Although iron is one of the most abundant elements on earth, about a third of the world's population are affected by iron deficiency. Main drivers of iron deficiency are beside the chronic lack of dietary iron, a hampered uptake machinery as a result of immune activation. Macrophages are the principal cells distributing iron in the human body with their iron restriction skewing these cells to a more pro-inflammatory state. Consequently, iron deficiency has a pronounced impact on immune cells, favoring Th2-cell survival, immunoglobulin class switching and primes mast cells for degranulation. Iron deficiency during pregnancy increases the risk of atopic diseases in children, while both children and adults with allergy are more likely to have anemia. In contrast, an improved iron status seems to protect against allergy development. Here, the most important interconnections between iron metabolism and allergies, the effect of iron deprivation on distinct immune cell types, as well as the pathophysiology in atopic diseases are summarized. Although the main focus will be humans, we also compare them with innate defense and iron sequestration strategies of microbes, given, particularly, attention to catechol-siderophores. Similarly, the defense and nutritional strategies in plants with their inducible systemic acquired resistance by salicylic acid, which further leads to synthesis of flavonoids as well as pathogenesis-related proteins, will be elaborated as both are very important for understanding the etiology of allergic diseases. Many allergens, such as lipocalins and the pathogenesis-related proteins, are able to bind iron and either deprive or supply iron to immune cells. Thus, a locally induced iron deficiency will result in immune activation and allergic sensitization. However, the same proteins such as the whey protein beta-lactoglobulin can also transport this precious micronutrient to the host immune cells (holoBLG) and hinder their activation, promoting tolerance and protecting against allergy. Since 2019, several clinical trials have also been conducted in allergic subjects using holoBLG as a food for special medical purposes, leading to a reduction in the allergic symptom burden. Supplementation with nutrient-carrying lipocalin proteins can circumvent the mucosal block and nourish selectively immune cells, therefore representing a new dietary and causative approach to compensate for functional iron deficiency in allergy sufferers.

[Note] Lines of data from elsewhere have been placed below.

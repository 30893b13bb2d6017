#![no_main]
use libfuzzer_sys::fuzz_target;
use rawfilt::wire::flags;

fuzz_target!(|data: &[u8]| {
    // Fuzz the flags decoder with arbitrary header bytes.
    // The decoder must never panic — only return errors.
    let mut pos = 0;
    while pos < data.len() {
        let before = pos;
        match flags::decode(data, &mut pos) {
            Ok(entry) => {
                // Anything that decoded must re-encode canonically and
                // decode back to the same record.
                let bytes = flags::encode_to_vec(&entry).unwrap();
                let mut p = 0;
                assert_eq!(flags::decode(&bytes, &mut p).unwrap(), entry);
                assert_eq!(p, bytes.len());
            }
            Err(_) => break,
        }
        assert!(pos > before, "decode must consume at least one byte");
    }
});
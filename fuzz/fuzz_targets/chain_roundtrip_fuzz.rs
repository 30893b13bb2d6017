#![no_main]
use libfuzzer_sys::fuzz_target;
use rawfilt::filter::{chain, DeltaOptions, FilterEntry};

fuzz_target!(|data: &[u8]| {
    if data.len() < 3 {
        return;
    }

    // First two bytes pick the chain shape, the rest is payload.
    let d1 = u32::from(data[0]) + 1;
    let d2 = u32::from(data[1]) + 1;
    let payload = &data[2..];

    let chains: [&[FilterEntry]; 3] = [
        &[FilterEntry::delta(DeltaOptions::new(d1))],
        &[
            FilterEntry::delta(DeltaOptions::new(d1)),
            FilterEntry::delta(DeltaOptions::new(d2)),
        ],
        &[
            FilterEntry::delta(DeltaOptions::new(d1)),
            FilterEntry::copy(),
        ],
    ];

    for filters in chains {
        let encoded = chain::encode_all(filters, payload).unwrap();
        assert_eq!(encoded.len(), payload.len());
        let decoded = chain::decode_all(filters, &encoded).unwrap();
        assert_eq!(decoded, payload);
    }
});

尽管铁是地球上含量最丰富的元素之一,但全球约三分之一的人口受到缺铁的影响。缺铁的主要原因除了长期饮食中铁缺乏外,还有免疫激活导致的铁吸收机制受阻。巨噬细胞是人体中分布铁的主要细胞,铁限制会使这些细胞向更促炎的状态转变。因此,缺铁对免疫细胞有显著影响,有利于Th2细胞存活、免疫球蛋白类别转换,并使肥大细胞做好脱颗粒准备。孕期缺铁会增加儿童患特应性疾病的风险,而患有过敏症的儿童和成人都更易患贫血。相反,改善铁状态似乎能预防过敏的发生。在此,总结了铁代谢与过敏之间最重要的相互联系、铁缺乏对不同免疫细胞类型的影响以及特应性疾病的病理生理学。尽管主要关注对象是人类,但我们也将其与微生物的固有防御和铁螯合策略进行比较,特别关注儿茶酚铁载体。同样,植物中通过水杨酸诱导系统获得抗性的防御和营养策略也将详细阐述,这会进一步导致类黄酮以及病程相关蛋白的合成,因为这两者对于理解过敏性疾病的病因都非常重要。许多过敏原,如脂质运载蛋白和病程相关蛋白,能够结合铁并剥夺或为免疫细胞提供铁。因此,局部诱导的缺铁会导致免疫激活和过敏致敏。然而,同样的蛋白质,如乳清蛋白β-乳球蛋白,也可以将这种珍贵的微量营养素转运到宿主免疫细胞(全乳球蛋白)并抑制其激活,促进耐受性并预防过敏。自2019年以来,也在过敏受试者中进行了多项临床试验,使用全乳球蛋白作为特殊医学用途食品,导致过敏症状负担减轻。补充携带营养物质的脂质运载蛋白可以绕过黏膜屏障,有选择地滋养免疫细胞,因此代表了一种新的饮食和病因学方法来弥补过敏患者的功能性缺铁。